More than 60 of the largest and most influential international architecture, landscape architecture, engineering, planning, and construction firms, collectively responsible for over $300 billion in annual construction, along with two dozen organizations representing over one million building industry professionals worldwide, issued a Communiqué to government leaders headed to the United Nations Climate Change Conference of the Parties (COP 26) challenging them to step up their emissions reduction targets for the built environment. The firms and organizations are signatories of the 1.5°C COP26 Communiqué—an open letter to sovereign governments demonstrating the firms’ and organizations’ commitment to meet the Paris Agreement’s 1.5oC carbon budget and demanding governments do the same.

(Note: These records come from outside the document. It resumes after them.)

//! The persistent map: layer group, layer index, and viewport.

use crate::coords::{parse_point, parse_rings};
use crate::layer::{LayerHandle, MapLayer, Tooltip};
use crate::tiles::TileSource;
use crate::viewport::{ViewChange, Viewport};
use hazardmap_core::latest_geometry;
use hazardmap_core::models::{Event, GeometryKind};
use std::collections::HashMap;

/// Padding in pixels kept around polygon bounds when zooming to them
pub const FIT_PADDING: f64 = 30.0;
/// Zoom cap when fitting polygon bounds
pub const FIT_MAX_ZOOM: f64 = 7.0;
/// Minimum zoom when centering on a marker
pub const MARKER_MIN_ZOOM: f64 = 6.0;

/// Why an event produced no layer
#[derive(Debug, Clone, Copy, PartialEq, Eq, Hash)]
pub enum SkipReason {
    MissingId,
    NoGeometry,
    NoCoordinates,
    InvalidPoint,
    NoValidRings,
    UnsupportedKind,
}

/// Outcome of one render pass
#[derive(Debug, Clone, Default, PartialEq, Eq)]
pub struct RenderStats {
    pub rendered: usize,
    pub skipped: HashMap<SkipReason, usize>,
}

impl RenderStats {
    pub fn skipped_total(&self) -> usize {
        self.skipped.values().sum()
    }
}

/// Map instance created once at startup and re-rendered in place
#[derive(Debug, Clone, Default)]
pub struct MapState {
    pub viewport: Viewport,
    pub tiles: TileSource,
    layers: Vec<MapLayer>,
    index: HashMap<String, LayerHandle>,
    last_view_change: Option<ViewChange>,
}

impl MapState {
    pub fn new(tiles: TileSource) -> Self {
        Self { tiles, ..Default::default() }
    }

    pub fn layers(&self) -> &[MapLayer] {
        &self.layers
    }

    /// Layer registered for an event id
    pub fn layer(&self, event_id: &str) -> Option<&MapLayer> {
        self.index.get(event_id).and_then(|h| self.layers.get(h.0))
    }

    /// Most recent zoom/center request, for surfaces that animate it
    pub fn last_view_change(&self) -> Option<ViewChange> {
        self.last_view_change
    }

    /// Remove every layer and forget the index
    pub fn clear(&mut self) {
        self.layers.clear();
        self.index.clear();
    }

    /// Replace all layers with one layer per drawable event.
    ///
    /// The layer index is rebuilt from scratch; events that cannot be drawn
    /// are counted in the returned stats and otherwise ignored.
    pub fn render(&mut self, events: &[Event]) -> RenderStats {
        self.clear();
        let mut stats = RenderStats::default();

        for event in events {
            match build_layer(event) {
                Ok(layer) => {
                    let handle = LayerHandle(self.layers.len());
                    self.index.insert(layer.event_id.clone(), handle);
                    self.layers.push(layer);
                    stats.rendered += 1;
                }
                Err(reason) => {
                    tracing::trace!(event_id = ?event.id, ?reason, "Event not drawn");
                    *stats.skipped.entry(reason).or_insert(0) += 1;
                }
            }
        }

        tracing::debug!(
            rendered = stats.rendered,
            skipped = stats.skipped_total(),
            "Rendered events on map"
        );
        stats
    }

    /// Move the view to an event's layer; `None` when it has no layer
    pub fn zoom_to_event(&mut self, event_id: &str) -> Option<ViewChange> {
        let layer = self.layer(event_id)?;

        let change = if let Some(bounds) = layer.bounds() {
            self.viewport.fit_bounds(&bounds, FIT_PADDING, FIT_MAX_ZOOM)
        } else {
            let center = layer.center()?;
            let zoom = self.viewport.zoom.max(MARKER_MIN_ZOOM);
            self.viewport.set_view(center, zoom, true)
        };

        self.last_view_change = Some(change);
        Some(change)
    }

    /// Highlight an event's stroke; returns false when it has no layer
    pub fn flash_event(&mut self, event_id: &str) -> bool {
        self.with_layer(event_id, MapLayer::flash)
    }

    /// Restore the default stroke after a flash
    pub fn end_flash(&mut self, event_id: &str) -> bool {
        self.with_layer(event_id, MapLayer::end_flash)
    }

    /// Apply or remove the hover style
    pub fn set_hover(&mut self, event_id: &str, hovered: bool) -> bool {
        self.with_layer(event_id, |layer| layer.set_hovered(hovered))
    }

    fn with_layer(&mut self, event_id: &str, f: impl FnOnce(&mut MapLayer)) -> bool {
        let Some(handle) = self.index.get(event_id) else {
            return false;
        };
        match self.layers.get_mut(handle.0) {
            Some(layer) => {
                f(layer);
                true
            }
            None => false,
        }
    }
}

/// Map one event to a layer using its latest geometry sample
pub fn build_layer(event: &Event) -> Result<MapLayer, SkipReason> {
    let id = match event.id.as_deref() {
        Some(id) if !id.is_empty() => id,
        _ => return Err(SkipReason::MissingId),
    };
    let latest = latest_geometry(event).ok_or(SkipReason::NoGeometry)?;
    let coordinates = match &latest.coordinates {
        Some(c) if !c.is_null() => c,
        _ => return Err(SkipReason::NoCoordinates),
    };

    let tooltip = Tooltip::for_event(event);
    match latest.kind {
        GeometryKind::Point => {
            let center = parse_point(coordinates).ok_or(SkipReason::InvalidPoint)?;
            Ok(MapLayer::marker(id, center, tooltip))
        }
        GeometryKind::Polygon => {
            let rings = parse_rings(coordinates);
            MapLayer::polygon(id, rings, tooltip).ok_or(SkipReason::NoValidRings)
        }
        GeometryKind::Other(_) => Err(SkipReason::UnsupportedKind),
    }
}
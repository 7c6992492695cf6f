//! Hazardmap Map - Event-to-layer mapping and map view state
//!
//! This crate turns events into drawable map layers (circle markers and
//! polygons), keeps the index from event id to live layer, and tracks the
//! viewport for zoom-to-event requests.

pub mod coords;
pub mod layer;
pub mod state;
pub mod style;
pub mod tiles;
pub mod viewport;

pub use coords::{LatLng, LatLngBounds};
pub use layer::{LayerShape, MapLayer, Tooltip};
pub use state::{MapState, RenderStats, SkipReason};
pub use tiles::TileSource;
pub use viewport::{ViewChange, Viewport};
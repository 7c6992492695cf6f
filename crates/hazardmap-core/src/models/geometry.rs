//! Geometry samples attached to hazard events.
//!
//! A sample is kept close to the wire shape: the date stays a raw string and the
//! coordinates stay an untyped JSON value. Parsing happens lazily, and every
//! parse failure degrades to `None` instead of an error, so a single malformed
//! sample never poisons a whole event list.

use chrono::{DateTime, NaiveDate, NaiveDateTime, Utc};
use serde::{Deserialize, Deserializer, Serialize};
use serde_json::Value;

/// Geometry type of a sample
#[derive(Debug, Clone, PartialEq, Eq, Serialize, Deserialize)]
#[serde(from = "String", into = "String")]
pub enum GeometryKind {
    Point,
    Polygon,
    /// Any type the map cannot draw (kept for display and counting)
    Other(String),
}

impl From<String> for GeometryKind {
    fn from(value: String) -> Self {
        match value.as_str() {
            "Point" => GeometryKind::Point,
            "Polygon" => GeometryKind::Polygon,
            _ => GeometryKind::Other(value),
        }
    }
}

impl From<GeometryKind> for String {
    fn from(kind: GeometryKind) -> Self {
        match kind {
            GeometryKind::Point => "Point".to_string(),
            GeometryKind::Polygon => "Polygon".to_string(),
            GeometryKind::Other(name) => name,
        }
    }
}

/// A missing type is an unnamed kind the map cannot draw
impl Default for GeometryKind {
    fn default() -> Self {
        GeometryKind::Other(String::new())
    }
}

/// One observed shape/location of an event at a point in time
#[derive(Debug, Clone, PartialEq, Serialize, Deserialize)]
pub struct GeometrySample {
    #[serde(default, deserialize_with = "deserialize_date")]
    pub date: Option<String>,

    #[serde(rename = "type", default, deserialize_with = "deserialize_kind")]
    pub kind: GeometryKind,

    /// Nested numeric structure in (longitude, latitude) order
    #[serde(default, deserialize_with = "deserialize_coordinates")]
    pub coordinates: Option<Value>,
}

// Wrong-typed fields degrade to absent
fn deserialize_date<'de, D>(deserializer: D) -> Result<Option<String>, D::Error>
where
    D: Deserializer<'de>,
{
    Ok(match Option::<Value>::deserialize(deserializer)? {
        Some(Value::String(raw)) => Some(raw),
        _ => None,
    })
}

fn deserialize_kind<'de, D>(deserializer: D) -> Result<GeometryKind, D::Error>
where
    D: Deserializer<'de>,
{
    Ok(match Option::<Value>::deserialize(deserializer)? {
        Some(Value::String(name)) => GeometryKind::from(name),
        _ => GeometryKind::default(),
    })
}

fn deserialize_coordinates<'de, D>(deserializer: D) -> Result<Option<Value>, D::Error>
where
    D: Deserializer<'de>,
{
    Ok(match Option::<Value>::deserialize(deserializer)? {
        Some(value @ Value::Array(_)) => Some(value),
        _ => None,
    })
}

impl GeometrySample {
    /// Create a Point sample from (longitude, latitude)
    pub fn point(date: impl Into<String>, lng: f64, lat: f64) -> Self {
        Self {
            date: Some(date.into()),
            kind: GeometryKind::Point,
            coordinates: Some(serde_json::json!([lng, lat])),
        }
    }

    /// Create a Polygon sample from rings of (longitude, latitude) pairs
    pub fn polygon(date: impl Into<String>, rings: Vec<Vec<[f64; 2]>>) -> Self {
        Self {
            date: Some(date.into()),
            kind: GeometryKind::Polygon,
            coordinates: Some(serde_json::json!(rings)),
        }
    }

    /// Parsed sample date; `None` when missing or unparsable
    pub fn timestamp(&self) -> Option<DateTime<Utc>> {
        self.date.as_deref().and_then(parse_timestamp)
    }
}

/// Parse an API timestamp.
///
/// Accepts RFC 3339, a zone-less `YYYY-MM-DDTHH:MM:SS` (read as UTC), and a
/// bare `YYYY-MM-DD` (midnight UTC).
pub fn parse_timestamp(raw: &str) -> Option<DateTime<Utc>> {
    let raw = raw.trim();
    if raw.is_empty() {
        return None;
    }

    if let Ok(dt) = DateTime::parse_from_rfc3339(raw) {
        return Some(dt.with_timezone(&Utc));
    }

    if let Ok(naive) = NaiveDateTime::parse_from_str(raw, "%Y-%m-%dT%H:%M:%S") {
        return Some(naive.and_utc());
    }

    NaiveDate::parse_from_str(raw, "%Y-%m-%d")
        .ok()
        .and_then(|d| d.and_hms_opt(0, 0, 0))
        .map(|naive| naive.and_utc())
}

/// Display form used by tooltips and the detail card
pub fn format_timestamp(ts: &DateTime<Utc>) -> String {
    ts.format("%Y-%m-%d %H:%M UTC").to_string()
}
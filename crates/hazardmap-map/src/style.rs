//! Path styles for markers and polygons.

/// Stroke/fill style of a drawn layer
#[derive(Debug, Clone, Copy, PartialEq)]
pub struct PathStyle {
    pub color: &'static str,
    pub weight: f64,
    pub fill_color: &'static str,
    pub fill_opacity: f64,
    /// Marker radius in pixels; `None` for polygons
    pub radius: Option<f64>,
}

/// Partial style update; absent fields keep their current value
#[derive(Debug, Clone, Copy, Default, PartialEq)]
pub struct StylePatch {
    pub color: Option<&'static str>,
    pub weight: Option<f64>,
    pub fill_color: Option<&'static str>,
    pub fill_opacity: Option<f64>,
    pub radius: Option<f64>,
}

impl PathStyle {
    pub fn apply(&mut self, patch: &StylePatch) {
        if let Some(color) = patch.color {
            self.color = color;
        }
        if let Some(weight) = patch.weight {
            self.weight = weight;
        }
        if let Some(fill_color) = patch.fill_color {
            self.fill_color = fill_color;
        }
        if let Some(fill_opacity) = patch.fill_opacity {
            self.fill_opacity = fill_opacity;
        }
        if patch.radius.is_some() && self.radius.is_some() {
            self.radius = patch.radius;
        }
    }
}

impl From<PathStyle> for StylePatch {
    fn from(style: PathStyle) -> Self {
        Self {
            color: Some(style.color),
            weight: Some(style.weight),
            fill_color: Some(style.fill_color),
            fill_opacity: Some(style.fill_opacity),
            radius: style.radius,
        }
    }
}

pub const FLASH_COLOR: &str = "rgba(255,255,255,0.95)";

pub const MARKER: PathStyle = PathStyle {
    color: "rgba(255,255,255,0.70)",
    weight: 2.0,
    fill_color: "rgba(255,255,255,0.35)",
    fill_opacity: 0.55,
    radius: Some(7.0),
};

pub const MARKER_HOVER: StylePatch = StylePatch {
    color: Some("rgba(255,255,255,0.95)"),
    weight: None,
    fill_color: None,
    fill_opacity: Some(0.75),
    radius: Some(9.0),
};

/// Marker mouse-out restores only what hover changed
pub const MARKER_OUT: StylePatch = StylePatch {
    color: Some(MARKER.color),
    weight: None,
    fill_color: None,
    fill_opacity: Some(MARKER.fill_opacity),
    radius: MARKER.radius,
};

pub const POLYGON: PathStyle = PathStyle {
    color: "rgba(255,255,255,0.65)",
    weight: 2.0,
    fill_color: "rgba(255,255,255,0.20)",
    fill_opacity: 0.25,
    radius: None,
};

pub const POLYGON_HOVER: StylePatch = StylePatch {
    color: Some("rgba(255,255,255,0.90)"),
    weight: Some(3.0),
    fill_color: None,
    fill_opacity: Some(0.35),
    radius: None,
};

pub const FLASH: StylePatch = StylePatch {
    color: Some(FLASH_COLOR),
    weight: None,
    fill_color: None,
    fill_opacity: None,
    radius: None,
};
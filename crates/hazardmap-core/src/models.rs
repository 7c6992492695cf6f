pub mod category;
pub mod event;
pub mod filter;
pub mod geometry;

pub use category::{Category, CategoryId};
pub use event::{Event, EventStatus, Source};
pub use filter::{EventFilter, FilterSelection, FilterUpdate, Limit, StatusFilter};
pub use geometry::{format_timestamp, parse_timestamp, GeometryKind, GeometrySample};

According to a recent report from the Intergovernmental Panel on Climate Change (IPCC), unless there are immediate, rapid, and large-scale reductions in greenhouse gas emissions, limiting warming to 1.5°C— the threshold needed to avoid the worst impacts of climate change —will be beyond reach. Many nations are still operating under insufficient emissions-reduction targets that put the planet in more serious danger. Recent analyses from the United Nations and Climate Action Tracker found that none of the world’s major economies—including the G20 —have a climate plan that would meet their obligations under the Paris Agreement.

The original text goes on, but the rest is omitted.